Empresários conhecem cenário atrativo para instalação de negócios no Pará

02/09/2020 20h45 - Atualizada em 03/09/2020 09h50
Por Raiana Coelho (SEDEME)


Representantes da Fio Forte Industria de Cosméticos e da Padre Liberio Embalagens, duas empresas do Sudeste do Brasil que atuam nos setores de cosméticos e embalagens plásticas, foram recebidos por representantes de órgãos do governo do Estado, nesta quarta-feira (2), na Secretaria de Desenvolvimento Econômico, Mineração e Energia (Sedeme), para conhecer as oportunidades de negócios no Pará. Ambas têm interesse de se instalar em Joanes, município de Salvaterra, no arquipélago do Marajó.
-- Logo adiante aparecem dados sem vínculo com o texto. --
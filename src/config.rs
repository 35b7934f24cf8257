/// External configuration loader.
///
/// Reads `config.toml` from the executable's directory (or CWD).
/// Falls back to sensible defaults if the file is missing or incomplete.
/// Problems found while loading are kept in `GameConfig::warnings` and
/// logged once the logger is up.

use serde::Deserialize;
use std::path::PathBuf;
use std::str::FromStr;

use log::LevelFilter;

use crate::domain::ai::PatrolRules;
use crate::domain::climbing::ClimbRules;
use crate::domain::geometry::{Rect, Size};
use crate::domain::jump::JumpRules;
use crate::domain::physics::PhysicsParams;

// ── Public Config Structs ──

#[derive(Clone, Debug)]
pub struct GameConfig {
    pub sim: SimConfig,
    pub gamepad: GamepadConfig,
    pub levels_dir: PathBuf,
    pub log: LogConfig,
    pub tick_rate_ms: u64,
    pub warnings: Vec<String>,
}

#[derive(Clone, Debug)]
pub struct LogConfig {
    pub file: PathBuf,
    pub level: LevelFilter,
}

/// Everything the simulation reads. No I/O, no clocks.
#[derive(Clone, Debug, PartialEq)]
pub struct SimConfig {
    pub window_width: f64,
    pub window_height: f64,
    pub fps: u32,
    /// Frame budget per level; running out is a loss.
    pub max_frames: u32,
    pub physics: PhysicsConfig,
    pub player: PlayerConfig,
    pub sizes: SizeConfig,
    pub tuning: TuningConfig,
    pub scoring: ScoringConfig,
}

#[derive(Clone, Debug, PartialEq)]
pub struct PhysicsConfig {
    pub player: PhysicsParams,
    pub barrel: PhysicsParams,
    pub boss: PhysicsParams,
    pub ladder: PhysicsParams,
    pub monkey: PhysicsParams,
    pub barrel_initial_vy: f64,
    /// Per-level ladder gravity is clamped into this range.
    pub ladder_gravity_range: (f64, f64),
}

#[derive(Clone, Debug, PartialEq)]
pub struct PlayerConfig {
    pub move_speed: f64,
    pub climb_speed: f64,
    pub jump_velocity: f64,
}

#[derive(Clone, Debug, PartialEq)]
pub struct SizeConfig {
    pub platform: Size,
    pub player: Size,
    pub barrel: Size,
    pub ladder: Size,
    pub boss: Size,
    pub monkey: Size,
    pub hammer: Size,
    pub blaster: Size,
    pub bullet: Size,
    pub banana: Size,
}

#[derive(Clone, Debug, PartialEq)]
pub struct TuningConfig {
    pub landing_tolerance: f64,
    pub ladder_edge_margin: f64,
    pub ladder_top_window: f64,
    pub ladder_bottom_window: f64,
    pub ladder_placement_offset: f64,
    pub jump_horizontal_margin: f64,
    pub jump_side_deadzone: f64,
    pub jump_max_vertical: f64,
    pub jump_reset_distance: f64,
    pub jump_repeat_distance: f64,
    pub jump_cooldown_frames: u32,
    pub jump_global_cooldown_frames: u32,
    pub monkey_speed: f64,
    pub banana_interval_frames: u32,
    pub projectile_range: f64,
    pub bullet_speed: f64,
    pub banana_speed: f64,
    pub blaster_bullets: u32,
}

#[derive(Clone, Debug, PartialEq)]
pub struct ScoringConfig {
    pub barrel_jump: u32,
    pub barrel_smash: u32,
    pub monkey: u32,
    pub time_bonus_per_second: u32,
}
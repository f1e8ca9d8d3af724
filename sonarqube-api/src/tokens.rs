//! User Tokens API: short-lived analysis tokens.

use log::debug;
use serde::Deserialize;
use std::borrow::Cow;

use crate::{SonarClient, SonarError};

/// Response of `POST /api/user_tokens/generate`
#[derive(Clone, Deserialize)]
#[serde(rename_all = "camelCase")]
pub struct UserToken {
    /// Login of the token owner
    pub login: Option<String>,
    /// Token name, unique per user
    pub name: String,
    /// The token value; only ever returned once, at generation time
    pub token: String,
    /// Creation date as reported by the backend
    pub created_at: Option<String>,
}

impl std::fmt::Debug for UserToken {
    fn fmt(&self, f: &mut std::fmt::Formatter<'_>) -> std::fmt::Result {
        f.debug_struct("UserToken")
            .field("login", &self.login)
            .field("name", &self.name)
            .field("token", &"[REDACTED]")
            .field("created_at", &self.created_at)
            .finish()
    }
}

/// User Tokens API client
pub struct TokensApi<'a> {
    client: &'a SonarClient,
}

impl<'a> TokensApi<'a> {
    #[must_use]
    pub fn new(client: &'a SonarClient) -> Self {
        Self { client }
    }

    /// Generate a new token for the authenticated user.
    ///
    /// # Errors
    ///
    /// Returns [`SonarError::Authentication`] when the credentials are rejected,
    /// [`SonarError::UnexpectedStatus`] for other failures (for example a
    /// duplicate token name), and [`SonarError::InvalidResponse`] when the
    /// body carries no token.
    pub async fn generate(&self, name: &str) -> Result<UserToken, SonarError> {
        debug!("🎟️  Generating user token '{name}'");
        let response = self
            .client
            .post_form("/api/user_tokens/generate", &[("name", name)])
            .await?;
        SonarClient::read_json(response, Cow::Borrowed("token generation")).await
    }

    /// Revoke a token of the authenticated user by name.
    ///
    /// # Errors
    ///
    /// Returns an error on transport failure or non-success status.
    pub async fn revoke(&self, name: &str) -> Result<(), SonarError> {
        debug!("🎟️  Revoking user token '{name}'");
        let response = self
            .client
            .post_form("/api/user_tokens/revoke", &[("name", name)])
            .await?;
        SonarClient::read_body(response, Cow::Borrowed("token revocation")).await?;
        Ok(())
    }
}
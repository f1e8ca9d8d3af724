//! sonarun - automated SonarQube analysis runs
use clap::Parser;
use log::{error, info};
use sonarun::{Cli, Commands, RunConfig, default_metrics, load_env_files};

#[tokio::main]
async fn main() {
    let cli = Cli::parse();

    // Initialize logging
    let default_filter = if cli.debug { "debug" } else { "info" };
    env_logger::Builder::from_env(env_logger::Env::default().default_filter_or(default_filter))
        .init();

    if cli.command.resolves_config() {
        if let Err(e) = load_env_files(cli.env_file.as_deref()) {
            error!("❌ {e}");
            std::process::exit(2);
        }
    }

    match cli.command {
        Commands::Run(args) => match sonarun::run(&args.overrides()).await {
            Ok(summary) => {
                for warning in &summary.warnings {
                    info!("   Warning: {warning}");
                }
                if cli.json {
                    match serde_json::to_string_pretty(&summary) {
                        Ok(json) => println!("{json}"),
                        Err(e) => {
                            error!("❌ Failed to serialize run summary: {e}");
                            std::process::exit(1);
                        }
                    }
                } else {
                    println!("{}", summary.output_file.display());
                }
            }
            Err(e) => {
                error!("❌ {e}");
                std::process::exit(e.exit_code());
            }
        },
        Commands::Check(args) => match RunConfig::resolve(&args.overrides()) {
            Ok(config) => {
                config.log_summary();
                info!("✅ Configuration is valid");
            }
            Err(e) => {
                error!("❌ {e}");
                std::process::exit(2);
            }
        },
        Commands::Metrics => {
            for metric in default_metrics() {
                println!("{metric}");
            }
        }
    }
}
A visita foi mediada pelo secretário adjunto da Sedeme, Carlos Ledo. O coordenador da Diretoria de Desenvolvimento da Indústria, Comércio e Serviço da secretaria, Mauro Barbalho, e o secretário Operacional da Política de Incentivo, Danilo Gonçalves, participaram do encontro, no qual foram apresentados os incentivos fiscais do Pará voltados à indústrias instaladas na região marajoara.

Entre os incentivos estão a possibilidade de isenção do Imposto sobre Circulação de Mercadorias e Serviços (ICMS) no fornecimento, em operações internas, de insumos, e na energia elétrica usada no processo produtivo, graças a decreto governamental de março deste ano. Também foram apresentados os benefícios e apoios institucionais que poderão ser acessados pela empresa de acordo com a legislação estadual e com alguns critérios básicos, como agregação de valor, empregos diretos, inovação e sustentabilidade.

Potencial - “Esta demanda é de extrema importância, uma vez que tem total consonância com a expectativa do governo em gerar mais emprego e renda para o Marajó, tendo em vista o interesse das empresas de se instalar na região e ainda fomentar a industrialização de insumos regionais”, disse Carlos Ledo.

“Os projetos têm grande potencial e estão alinhados às diretrizes do governo estadual para o desenvolvimento econômico, atendendo o objetivo de desenvolver a cadeia produtiva baseada na biodiversidade, com tecnologia e sustentabilidade”, explicou o diretor de Atração de Investimentos e Negócios, Manoel Ibiapina, que participou do encontro em nome da Companhia de Desenvolvimento Econômico do Pará (Codec), cuja missão é atrair investimentos para o Estado e gerenciar os distritos industriais.

O diretor ponderou ainda que, para além da produção de matéria-prima, uma das principais diretrizes do Governo do Pará no campo econômico é industrializar a produção. Por isso, ele avalia com significativa importância a implantação das duas fábricas em território paraense.

Serviços - Como agente financeiro local, o Banco do Estado do Pará (Banpará) apresentou ao grupo empresarial mineiro o suporte financeiro e as carteiras de serviço, crédito e fomento, comercial e de câmbio disponível às empresas que pleiteiam abrir negócio no Marajó. “Nossas ferramentas são destinadas a atender tanto o pequeno produtor rural, que cede a matéria-prima às indústrias, quanto o grande, que nesse caso são as empresas aqui presentes”, detalhou a gerente geral da agência empresarial em Belém, Dalila de Sousa. Ela também reforçou o papel do Banpará como estimulador financeiro a fim de viabilizar essa integração público-privada dentro do Pará.

 A Fio Forte Indústria de Cosméticos, fábrica com 12 anos de atuação, trabalha com extratos para a produção de óleos essenciais da Amazônia e de produtos derivados da ilha marajoara. O CEO da empresa, José Antônio de Almeida Andrade, diz que a relação com o Pará já é antiga e estratégica. “Já usamos compostos químicos de origem paraense, mas atualmente são adquiridos de terceiros, o que onera o produto final”. O executivo também manifestou a satisfação que vem sentindo durante as tratativas.

Para Roberto Silva, produtor de embalagens plásticas da Padre Liberio Embalagens, o Estado mostra um cenário de negócios de jovialidade e proatividade, com interesse no desenvolvimento. “As possibilidades de trazermos nosso trabalho para o Pará são boas. Os incentivos ao empresário hoje são fundamentais. Já temos o principal, que é o consumidor. Agora precisamos avaliar a forma de implementar a chegada de insumo e quantidades. Achei fantástico o cenário local”.